When the coins arrived one had additional tags on it saying it was from the 1941 Red Cross sale. To be fair to Spink this was not mentioned in the auction  but as I am  interested in  provenance  I wrote them a friendly,  polite email asking if they had any  information on the tags. I had exhausted my  own lines of enquiry  first, including the excellent r numis.

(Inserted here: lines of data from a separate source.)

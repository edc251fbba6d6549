//! Attendance cleaning.
//!
//! Turns raw timesheet events into total worked hours per employee-month.
//! A single invalid punch voids the whole employee-month: its hours are
//! never partially counted.

use std::collections::{BTreeMap, BTreeSet};

use rust_decimal::Decimal;
use tracing::{debug, info};

use crate::models::{CleanedAttendance, Period, RawTimesheetRecord};

use super::parse::{parse_calendar_date, parse_time_of_day};

const SECONDS_PER_HOUR: Decimal = Decimal::from_parts(3600, 0, 0, false, 0);

/// The result of cleaning a timesheet extract.
#[derive(Debug, Clone, PartialEq, Eq)]
pub struct AttendanceCleaningResult {
    /// One row per surviving (employee, month), ordered by employee then month.
    pub attendance: Vec<CleanedAttendance>,
    /// Events with a missing checkin, a missing checkout or checkin after checkout.
    pub invalid_records: usize,
    /// Distinct (employee, month) keys voided by at least one invalid event.
    pub voided_keys: usize,
    /// Events whose date could not be read; they belong to no month.
    pub undated_records: usize,
}

/// Cleans raw timesheet events into per employee-month worked hours.
///
/// Steps, in order:
/// 1. Parse checkin and checkout; unreadable values count as missing
/// 2. Derive the month from the event date
/// 3. Mark the event invalid if a time is missing or checkin is after checkout
/// 4. Void every (employee, month) that holds an invalid event
/// 5. Sum the remaining durations per (employee, month)
///
/// Events with an unreadable date cannot be attributed to a month and are
/// dropped on their own without voiding anything else.
///
/// # Examples
///
/// ```
/// use salary_per_hour::calculation::clean_timesheets;
/// use salary_per_hour::models::{Period, RawTimesheetRecord};
/// use rust_decimal::Decimal;
///
/// let result = clean_timesheets(&[
///     RawTimesheetRecord::new(1, "2024-01-10", "09:00:00", "17:00:00"),
///     RawTimesheetRecord::new(1, "2024-01-11", "09:00:00", "12:30:00"),
/// ]);
/// assert_eq!(result.attendance.len(), 1);
/// assert_eq!(result.attendance[0].period, Period::new(2024, 1));
/// assert_eq!(result.attendance[0].total_hours, Decimal::new(115, 1));
/// ```
pub fn clean_timesheets(records: &[RawTimesheetRecord]) -> AttendanceCleaningResult {
    let mut totals: BTreeMap<(i64, Period), Decimal> = BTreeMap::new();
    let mut voided: BTreeSet<(i64, Period)> = BTreeSet::new();
    let mut invalid_records = 0;
    let mut undated_records = 0;

    for record in records {
        let Some(period) = parse_calendar_date(&record.date).map(Period::from_date) else {
            undated_records += 1;
            debug!(
                employee_id = record.employee_id,
                date = %record.date,
                "timesheet event has no readable date"
            );
            continue;
        };

        match event_hours(record) {
            Some(hours) => {
                *totals.entry((record.employee_id, period)).or_default() += hours;
            }
            None => {
                invalid_records += 1;
                voided.insert((record.employee_id, period));
            }
        }
    }

    for (employee_id, period) in &voided {
        if totals.remove(&(*employee_id, *period)).is_some() {
            debug!(
                employee_id,
                period = %period,
                "employee-month voided by invalid timesheet event"
            );
        }
    }

    let attendance: Vec<CleanedAttendance> = totals
        .into_iter()
        .map(|((employee_id, period), total_hours)| CleanedAttendance {
            employee_id,
            period,
            total_hours,
        })
        .collect();

    info!(
        input_rows = records.len(),
        output_rows = attendance.len(),
        invalid_records,
        voided_keys = voided.len(),
        undated_records,
        "timesheets cleaned"
    );

    AttendanceCleaningResult {
        attendance,
        invalid_records,
        voided_keys: voided.len(),
        undated_records,
    }
}

/// Returns the worked hours of a valid event, or `None` if the event is invalid.
fn event_hours(record: &RawTimesheetRecord) -> Option<Decimal> {
    let checkin = record.checkin.as_deref().and_then(parse_time_of_day)?;
    let checkout = record.checkout.as_deref().and_then(parse_time_of_day)?;
    if checkin > checkout {
        return None;
    }
    let seconds = (checkout - checkin).num_seconds();
    Some(Decimal::from(seconds) / SECONDS_PER_HOUR)
}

They didn't reply. I asked again, no reply. This was to the service representative, not a bot. I then gently complained and was given the names/emails of the 2 catalogers and asked them. No reply.   Just to calibrate my expectations, is this normal or acceptable?

 

In case of any doubt about how  I asked, this is what I said, to resounding silence.

Dear Sirs,

I purchased this coin the other day and when it arrived it had 2 separate tags saying  it was from the Red Cross 1941 sale. Do you happen to  know anything about this please, or what it refers to? I had hoped that given  its extremely light weight for the type at  just over 16g  it would be easier to trace, but r numis, coryssa, the ANS library, Gantz, Sydenham, Churchill  etc are showing nothing.
Any suggestions you might have would be hugely appreciated. I do realize there were a number of Red Cross sales at the time, which doesn't make this process simple!

 

Before I descend into a deep sulk with them and put them on my do not buy from  list (which  probably hurts me rather more than them!) is this reasonable?

Thank you.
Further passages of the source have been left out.